EXERCISE REQUIREMENTS: Reproduce the records below exactly as they appear.

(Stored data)
◆ ◆ ◆ ◆

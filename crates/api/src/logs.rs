use axum::{
    extract::{multipart::MultipartRejection, rejection::JsonRejection, Multipart, Path, State},
    routing::post,
    Json, Router,
};
use ledger::{service::logs::ManualEntry, Ledger};
use log::info;
use model::log::EntryType;
use serde::{Deserialize, Serialize};

use crate::{
    error::{ApiError, ApiResult},
    params::{parse_id, parse_opt_date},
    view::LogView,
};

const FILE_FIELD: &str = "file";

pub fn routes() -> Router<Ledger> {
    Router::new()
        .route("/log/manual", post(log_manual))
        .route("/log/csv/{dept_id}", post(upload_csv))
}

#[derive(Deserialize)]
pub struct ManualLogRequest {
    pub dept_id: String,
    pub category: String,
    pub activity: String,
    pub value: f64,
    #[serde(default)]
    pub entry_type: Option<EntryType>,
    #[serde(default)]
    pub activity_date: Option<String>,
}

impl ManualLogRequest {
    fn into_entry(self) -> Result<ManualEntry, ApiError> {
        Ok(ManualEntry {
            dept_id: parse_id(&self.dept_id)?,
            activity_date: parse_opt_date(self.activity_date.as_deref(), "activity_date")?,
            category: self.category,
            activity: self.activity,
            value: self.value,
            entry_type: self.entry_type.unwrap_or_default(),
        })
    }
}

#[derive(Serialize)]
pub struct ManualLogResponse {
    status: &'static str,
    data: LogView,
    co2e_kg: f64,
}

#[derive(Serialize)]
pub struct CsvUploadResponse {
    status: &'static str,
    rows_processed: usize,
}

async fn log_manual(
    State(ledger): State<Ledger>,
    payload: Result<Json<ManualLogRequest>, JsonRejection>,
) -> ApiResult<Json<ManualLogResponse>> {
    let Json(req) = payload?;
    let entry = req.into_entry()?;
    let mut session = ledger.db.start_session().await?;
    let log = ledger.logs.log_manual(&mut session, entry).await?;
    Ok(Json(ManualLogResponse {
        status: "success",
        co2e_kg: log.co2e_kg,
        data: log.into(),
    }))
}

async fn upload_csv(
    State(ledger): State<Ledger>,
    Path(dept_id): Path<String>,
    multipart: Result<Multipart, MultipartRejection>,
) -> ApiResult<Json<CsvUploadResponse>> {
    let dept_id = parse_id(&dept_id)?;
    let mut multipart = multipart?;

    let mut content = None;
    while let Some(field) = multipart.next_field().await? {
        if field.name() == Some(FILE_FIELD) {
            info!(
                "CSV upload for department {}: {}",
                dept_id,
                field.file_name().unwrap_or("<unnamed>")
            );
            content = Some(field.text().await?);
            break;
        }
    }
    let content = content
        .ok_or_else(|| ApiError::bad_request(format!("Missing multipart field '{}'", FILE_FIELD)))?;

    let mut session = ledger.db.start_session().await?;
    let rows_processed = ledger
        .logs
        .ingest_csv(&mut session, dept_id, &content)
        .await?;
    Ok(Json(CsvUploadResponse {
        status: "success",
        rows_processed,
    }))
}

#[cfg(test)]
mod tests {
    use axum::http::StatusCode;
    use bson::oid::ObjectId;
    use chrono::NaiveDate;

    use super::*;

    fn request(body: serde_json::Value) -> ManualLogRequest {
        serde_json::from_value(body).unwrap()
    }

    #[test]
    fn test_manual_entry_defaults() {
        let dept_id = ObjectId::new();
        let entry = request(serde_json::json!({
            "dept_id": dept_id.to_hex(),
            "category": "Energy",
            "activity": "Grid Electricity",
            "value": 1000,
        }))
        .into_entry()
        .unwrap();
        assert_eq!(entry.dept_id, dept_id);
        assert_eq!(entry.entry_type, EntryType::Manual);
        assert_eq!(entry.activity_date, None);
        assert_eq!(entry.value, 1000.0);
    }

    #[test]
    fn test_manual_entry_date() {
        let entry = request(serde_json::json!({
            "dept_id": ObjectId::new().to_hex(),
            "category": "Transport",
            "activity": "Petrol",
            "value": -3.5,
            "entry_type": "csv",
            "activity_date": "15/03/2024",
        }))
        .into_entry()
        .unwrap();
        assert_eq!(entry.entry_type, EntryType::Csv);
        assert_eq!(entry.activity_date, NaiveDate::from_ymd_opt(2024, 3, 15));

        let err = request(serde_json::json!({
            "dept_id": ObjectId::new().to_hex(),
            "category": "Transport",
            "activity": "Petrol",
            "value": 1,
            "activity_date": "March",
        }))
        .into_entry()
        .unwrap_err();
        assert_eq!(err.status_code(), StatusCode::BAD_REQUEST);
    }

    #[test]
    fn test_upload_response_shape() {
        let json = serde_json::to_value(CsvUploadResponse {
            status: "success",
            rows_processed: 1,
        })
        .unwrap();
        assert_eq!(json, serde_json::json!({"status": "success", "rows_processed": 1}));
    }
}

◆ ◆ ◆ ◆

SOLUTION FOR THIS PROBLEM:
filename crates/api/src/logs.rs
use axum::{
    extract::{multipart::MultipartRejection, rejection::JsonRejection, Multipart, Path, State},
    routing::post,
    Json, Router,
};
use ledger::{service::logs::ManualEntry, Ledger};
use log::info;
use model::log::EntryType;
use serde::{Deserialize, Serialize};

use crate::{
    error::{ApiError, ApiResult},
    params::{parse_id, parse_opt_date},
    view::LogView,
};

const FILE_FIELD: &str = "file";

pub fn routes() -> Router<Ledger> {
    Router::new()
        .route("/log/manual", post(log_manual))
        .route("/log/csv/{dept_id}", post(upload_csv))
}

#[derive(Deserialize)]
pub struct ManualLogRequest {
    pub dept_id: String,
    pub category: String,
    pub activity: String,
    pub value: f64,
    #[serde(default)]
    pub entry_type: Option<EntryType>,
    #[serde(default)]
    pub activity_date: Option<String>,
}

impl ManualLogRequest {
    fn into_entry(self) -> Result<ManualEntry, ApiError> {
        Ok(ManualEntry {
            dept_id: parse_id(&self.dept_id)?,
            activity_date: parse_opt_date(self.activity_date.as_deref(), "activity_date")?,
            category: self.category,
            activity: self.activity,
            value: self.value,
            entry_type: self.entry_type.unwrap_or_default(),
        })
    }
}

#[derive(Serialize)]
pub struct ManualLogResponse {
    status: &'static str,
    data: LogView,
    co2e_kg: f64,
}

#[derive(Serialize)]
pub struct CsvUploadResponse {
    status: &'static str,
    rows_processed: usize,
}

async fn log_manual(
    State(ledger): State<Ledger>,
    payload: Result<Json<ManualLogRequest>, JsonRejection>,
) -> ApiResult<Json<ManualLogResponse>> {
    let Json(req) = payload?;
    let entry = req.into_entry()?;
    let mut session = ledger.db.start_session().await?;
    let log = ledger.logs.log_manual(&mut session, entry).await?;
    Ok(Json(ManualLogResponse {
        status: "success",
        co2e_kg: log.co2e_kg,
        data: log.into(),
    }))
}

async fn upload_csv(
    State(ledger): State<Ledger>,
    Path(dept_id): Path<String>,
    multipart: Result<Multipart, MultipartRejection>,
) -> ApiResult<Json<CsvUploadResponse>> {
    let dept_id = parse_id(&dept_id)?;
    let mut multipart = multipart?;

    let mut content = None;
    while let Some(field) = multipart.next_field().await? {
        if field.name() == Some(FILE_FIELD) {
            info!(
                "CSV upload for department {}: {}",
                dept_id,
                field.file_name().unwrap_or("<unnamed>")
            );
            content = Some(field.text().await?);
            break;
        }
    }
    let content = content
        .ok_or_else(|| ApiError::bad_request(format!("Missing multipart field '{}'", FILE_FIELD)))?;

    let mut session = ledger.db.start_session().await?;
    let rows_processed = ledger
        .logs
        .ingest_csv(&mut session, dept_id, &content)
        .await?;
    Ok(Json(CsvUploadResponse {
        status: "success",
        rows_processed,
    }))
}

#[cfg(test)]
mod tests {
    use axum::http::StatusCode;
    use bson::oid::ObjectId;
    use chrono::NaiveDate;

    use super::*;

    fn request(body: serde_json::Value) -> ManualLogRequest {
        serde_json::from_value(body).unwrap()
    }

    #[test]
    fn test_manual_entry_defaults() {
        let dept_id = ObjectId::new();
        let entry = request(serde_json::json!({
            "dept_id": dept_id.to_hex(),
            "category": "Energy",
            "activity": "Grid Electricity",
            "value": 1000,
        }))
        .into_entry()
        .unwrap();
        assert_eq!(entry.dept_id, dept_id);
        assert_eq!(entry.entry_type, EntryType::Manual);
        assert_eq!(entry.activity_date, None);
        assert_eq!(entry.value, 1000.0);
    }

    #[test]
    fn test_manual_entry_date() {
        let entry = request(serde_json::json!({
            "dept_id": ObjectId::new().to_hex(),
            "category": "Transport",
            "activity": "Petrol",
            "value": -3.5,
            "entry_type": "csv",
            "activity_date": "15/03/2024",
        }))
        .into_entry()
        .unwrap();
        assert_eq!(entry.entry_type, EntryType::Csv);
        assert_eq!(entry.activity_date, NaiveDate::from_ymd_opt(2024, 3, 15));

        let err = request(serde_json::json!({
            "dept_id": ObjectId::new().to_hex(),
            "category": "Transport",
            "activity": "Petrol",
            "value": 1,
            "activity_date": "March",
        }))
        .into_entry()
        .unwrap_err();
        assert_eq!(err.status_code(), StatusCode::BAD_REQUEST);
    }

    #[test]
    fn test_upload_response_shape() {
        let json = serde_json::to_value(CsvUploadResponse {
            status: "success",
            rows_processed: 1,
        })
        .unwrap();
        assert_eq!(json, serde_json::json!({"status": "success", "rows_processed": 1}));
    }
}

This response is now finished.